YOUR INSTRUCTIONS ▸ Write out each line from the data below that includes the word "info".
───── GIVEN DATA ─────
//! Experiments: the top-level run request.
//!
//! The running/finished status of an experiment is never stored; it is
//! derived from the saved jobs each time it is asked for.

use crate::core::activity::{Activity, ActivityType};
use crate::core::error::{EngineError, Result};
use crate::core::job::Job;
use crate::core::lock;
use crate::core::process::{Event, Observable};
use crate::core::protocol::Protocol;
use crate::lab::Lab;
use crate::store::{Record, RecordKind, StoreError, new_uri};
use serde::{Deserialize, Serialize};
use serde_json::{Value, json};
use std::collections::HashSet;
use std::sync::{Arc, Mutex};

#[derive(Debug, Clone, PartialEq, Serialize, Deserialize)]
pub struct User {
    pub uri: String,
    pub name: String,
}

impl User {
    pub fn new(name: &str) -> Self {
        Self {
            uri: new_uri(),
            name: name.to_string(),
        }
    }

    pub(crate) fn to_record(&self) -> Record {
        Record::new(RecordKind::User, self.uri.clone(), json!({"name": self.name}))
    }

    pub async fn load(lab: &Arc<Lab>, uri: &str) -> Result<Option<User>> {
        Ok(lab
            .store()
            .get_by_uri(RecordKind::User, uri)
            .await?
            .map(|record| User {
                name: record.str_field("name").to_string(),
                uri: record.uri,
            }))
    }
}

#[derive(Debug, Clone, PartialEq, Serialize, Deserialize)]
pub struct Study {
    pub uri: String,
    pub title: String,
}

impl Study {
    pub fn new(title: &str) -> Self {
        Self {
            uri: new_uri(),
            title: title.to_string(),
        }
    }

    pub(crate) fn to_record(&self) -> Record {
        Record::new(RecordKind::Study, self.uri.clone(), json!({"title": self.title}))
    }
}

#[derive(Debug, Clone, Default, Serialize, Deserialize)]
struct Flags {
    score: Option<f64>,
    is_validated: bool,
    is_archived: bool,
    is_deleted: bool,
    has_failed: bool,
    error: Option<String>,
}

pub struct Experiment {
    lab: Arc<Lab>,
    uri: String,
    study: Study,
    created_by: User,
    protocol: Protocol,
    flags: Mutex<Flags>,
    events: Observable<Experiment>,
}

impl Experiment {
    /// Creates an experiment around a root protocol (an empty one by default)
    /// and persists it with the protocol and the root job.
    pub async fn new(
        lab: &Arc<Lab>,
        study: Study,
        created_by: User,
        protocol: Option<Protocol>,
    ) -> Result<Arc<Experiment>> {
        let protocol = match protocol {
            Some(protocol) => protocol,
            None => Protocol::new(lab).await?,
        };
        let experiment = Arc::new(Experiment {
            lab: Arc::clone(lab),
            uri: new_uri(),
            study,
            created_by,
            protocol,
            flags: Mutex::new(Flags::default()),
            events: Observable::new(),
        });

        experiment.protocol.set_experiment(&experiment.uri);
        experiment.protocol.save().await?;
        experiment.protocol.job().save(experiment.protocol.process()).await?;
        experiment.save().await?;
        Activity::record(
            lab,
            ActivityType::Create,
            "experiment",
            &experiment.uri,
            Some(&experiment.created_by.uri),
        )
        .await?;
        lab.remember_experiment(&experiment);
        Ok(experiment)
    }

    /// Rebuilds a persisted experiment and its root protocol.
    ///
    /// The jobs saved for the experiment are reattached to the rebuilt tree,
    /// so a finished experiment stays finished and a later run keeps writing
    /// the same job records.
    pub async fn load(lab: &Arc<Lab>, uri: &str) -> Result<Arc<Experiment>> {
        let record = lab
            .store()
            .get_by_uri(RecordKind::Experiment, uri)
            .await?
            .ok_or_else(|| EngineError::ExperimentState {
                uri: uri.to_string(),
                reason: "not found".into(),
            })?;
        let parse = |key: &str| -> std::result::Result<Value, StoreError> {
            record
                .body
                .get(key)
                .cloned()
                .ok_or_else(|| record.malformed(format!("missing '{}'", key)))
        };
        let study: Study = serde_json::from_value(parse("study")?).map_err(StoreError::from)?;
        let created_by: User = serde_json::from_value(parse("created_by")?).map_err(StoreError::from)?;
        let flags: Flags = serde_json::from_value(parse("flags")?).map_err(StoreError::from)?;

        let protocol_uri = record.str_field("protocol_uri");
        let protocol_record = lab
            .store()
            .get_by_uri(RecordKind::Process, protocol_uri)
            .await?
            .ok_or_else(|| EngineError::ProcessNotFound(protocol_uri.to_string()))?;
        let graph = protocol_record
            .body
            .pointer("/data/graph")
            .cloned()
            .ok_or_else(|| record.malformed("root protocol has no graph"))?;
        let protocol = Protocol::from_graph(lab, &graph, false).await?;
        restore_jobs(lab, &protocol, uri).await?;

        let experiment = Arc::new(Experiment {
            lab: Arc::clone(lab),
            uri: uri.to_string(),
            study,
            created_by,
            protocol,
            flags: Mutex::new(flags),
            events: Observable::new(),
        });
        experiment.protocol.set_experiment(&experiment.uri);
        lab.remember_experiment(&experiment);
        Ok(experiment)
    }

    pub fn uri(&self) -> &str {
        &self.uri
    }

    pub fn study(&self) -> &Study {
        &self.study
    }

    pub fn created_by(&self) -> &User {
        &self.created_by
    }

    pub fn protocol(&self) -> &Protocol {
        &self.protocol
    }

    pub fn events(&self) -> &Observable<Experiment> {
        &self.events
    }

    pub fn on_start(&self, listener: impl Fn(&Experiment) + Send + Sync + 'static) {
        self.events.on(Event::Start, listener);
    }

    pub fn on_end(&self, listener: impl Fn(&Experiment) + Send + Sync + 'static) {
        self.events.on(Event::End, listener);
    }

    pub fn score(&self) -> Option<f64> {
        lock(&self.flags).score
    }

    pub fn set_score(&self, score: f64) {
        lock(&self.flags).score = Some(score);
    }

    pub fn is_validated(&self) -> bool {
        lock(&self.flags).is_validated
    }

    pub fn is_archived(&self) -> bool {
        lock(&self.flags).is_archived
    }

    pub fn is_deleted(&self) -> bool {
        lock(&self.flags).is_deleted
    }

    /// True once a run of this experiment returned an error.
    pub fn has_failed(&self) -> bool {
        lock(&self.flags).has_failed
    }

    pub fn error(&self) -> Option<String> {
        lock(&self.flags).error.clone()
    }

    // ------------------------------------------------------------------
    // Derived status
    // ------------------------------------------------------------------

    async fn job_records(&self) -> Result<Vec<Record>> {
        Ok(self
            .lab
            .store()
            .list(RecordKind::Job)
            .await?
            .into_iter()
            .filter(|job| job.str_field("experiment_uri") == self.uri)
            .collect())
    }

    pub async fn is_running(&self) -> Result<bool> {
        Ok(self.job_records().await?.iter().any(|job| flag(job, "is_running")))
    }

    pub async fn is_finished(&self) -> Result<bool> {
        let jobs = self.job_records().await?;
        Ok(!jobs.is_empty() && jobs.iter().all(|job| flag(job, "is_finished")))
    }

    /// How many live experiments of the lab have a running job.
    ///
    /// Failed and deleted experiments are left out: a failed task leaves its
    /// job running forever.
    pub async fn count_of_running_experiments(lab: &Arc<Lab>) -> Result<usize> {
        let running: HashSet<String> = lab
            .store()
            .list(RecordKind::Job)
            .await?
            .iter()
            .filter(|job| flag(job, "is_running"))
            .map(|job| job.str_field("experiment_uri").to_string())
            .filter(|uri| !uri.is_empty())
            .collect();

        let mut count = 0;
        for uri in running {
            let Some(record) = lab.store().get_by_uri(RecordKind::Experiment, &uri).await? else {
                continue;
            };
            let failed = record.body.pointer("/flags/has_failed").and_then(Value::as_bool);
            let deleted = record.body.pointer("/flags/is_deleted").and_then(Value::as_bool);
            if failed != Some(true) && deleted != Some(true) {
                count += 1;
            }
        }
        Ok(count)
    }

    // ------------------------------------------------------------------
    // Lifecycle
    // ------------------------------------------------------------------

    pub(crate) fn check_can_run(&self) -> Result<()> {
        let flags = lock(&self.flags);
        let reason = if flags.is_deleted {
            "it is deleted"
        } else if flags.is_archived {
            "it is archived"
        } else if flags.is_validated {
            "it is validated"
        } else {
            return Ok(());
        };
        Err(EngineError::ExperimentState {
            uri: self.uri.clone(),
            reason: reason.into(),
        })
    }

    /// Runs the root protocol to completion.
    ///
    /// An error leaves the execution tree as it is and marks the experiment
    /// as failed.
    pub async fn run(self: &Arc<Self>, user: &User) -> Result<()> {
        self.check_can_run()?;
        Activity::record(&self.lab, ActivityType::Start, "experiment", &self.uri, Some(&user.uri)).await?;
        self.save().await?;
        log::info!("Experiment '{}' started by '{}'", self.uri, user.name);

        self.events.fire(Event::Start, self).await?;
        if let Err(err) = self.protocol.run().await {
            {
                let mut flags = lock(&self.flags);
                flags.has_failed = true;
                flags.error = Some(err.to_string());
            }
            if let Err(save_err) = self.save().await {
                log::error!("Cannot record the failure of experiment '{}': {}", self.uri, save_err);
            }
            return Err(err);
        }
        self.events.fire(Event::End, self).await?;
        log::info!("Experiment '{}' finished", self.uri);
        Ok(())
    }

    /// Marks a finished experiment as validated.
    pub async fn validate(self: &Arc<Self>, user: &User) -> Result<()> {
        if self.is_validated() {
            return Ok(());
        }
        if !self.is_finished().await? {
            return Err(EngineError::ExperimentState {
                uri: self.uri.clone(),
                reason: "only a finished experiment can be validated".into(),
            });
        }
        lock(&self.flags).is_validated = true;
        self.save().await?;
        Activity::record(&self.lab, ActivityType::Validate, "experiment", &self.uri, Some(&user.uri)).await?;
        Ok(())
    }

    pub async fn archive(self: &Arc<Self>, archive: bool) -> Result<()> {
        if self.is_archived() == archive {
            return Ok(());
        }
        lock(&self.flags).is_archived = archive;
        self.save().await?;
        if archive {
            Activity::record(&self.lab, ActivityType::Archive, "experiment", &self.uri, None).await?;
        }
        Ok(())
    }

    pub async fn delete(self: &Arc<Self>) -> Result<()> {
        if self.is_deleted() {
            return Ok(());
        }
        lock(&self.flags).is_deleted = true;
        self.save().await?;
        Activity::record(&self.lab, ActivityType::Delete, "experiment", &self.uri, None).await?;
        Ok(())
    }

    /// Saves the experiment with its study and creator.
    pub async fn save(&self) -> Result<()> {
        let records = vec![self.study.to_record(), self.created_by.to_record(), self.to_record()];
        self.lab
            .store()
            .save_all(records)
            .await
            .map_err(|err| EngineError::save_failed(format!("experiment '{}'", self.uri), err))
    }

    fn to_record(&self) -> Record {
        let flags = lock(&self.flags).clone();
        Record::new(
            RecordKind::Experiment,
            self.uri.clone(),
            json!({
                "study": self.study,
                "created_by": self.created_by,
                "flags": flags,
                "protocol_uri": self.protocol.uri(),
            }),
        )
    }
}

/// Walks the rebuilt tree from the root job down, matching each child to the
/// saved job with the same parent job and instance name.
async fn restore_jobs(lab: &Arc<Lab>, protocol: &Protocol, experiment_uri: &str) -> Result<()> {
    let records: Vec<Record> = lab
        .store()
        .list(RecordKind::Job)
        .await?
        .into_iter()
        .filter(|job| job.str_field("experiment_uri") == experiment_uri)
        .collect();
    let root = records
        .iter()
        .find(|job| job.str_field("process_uri") == protocol.uri() && job.str_field("parent_job_uri").is_empty());
    let Some(root) = root else {
        log::warn!("Experiment '{}' has no saved root job.", experiment_uri);
        return Ok(());
    };

    let mut pending = vec![(Arc::clone(protocol.process()), root)];
    while let Some((process, record)) = pending.pop() {
        process.restore_job(Job::load(&process, record).await?);
        let Some(composite) = process.as_protocol() else {
            continue;
        };
        for (name, child) in composite.processes() {
            let saved = records
                .iter()
                .find(|job| job.str_field("parent_job_uri") == record.uri && job.str_field("instance_name") == name);
            if let Some(saved) = saved {
                pending.push((child, saved));
            }
        }
    }
    Ok(())
}

fn flag(record: &Record, key: &str) -> bool {
    record.body.get(key).and_then(Value::as_bool).unwrap_or(false)
}

impl std::fmt::Debug for Experiment {
    fn fmt(&self, f: &mut std::fmt::Formatter<'_>) -> std::fmt::Result {
        f.debug_struct("Experiment")
            .field("uri", &self.uri)
            .field("study", &self.study.title)
            .field("protocol", &self.protocol.uri())
            .finish()
    }
}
─────
OUTPUT OF THE EXERCISE ▸
        log::info!("Experiment '{}' started by '{}'", self.uri, user.name);
        log::info!("Experiment '{}' finished", self.uri);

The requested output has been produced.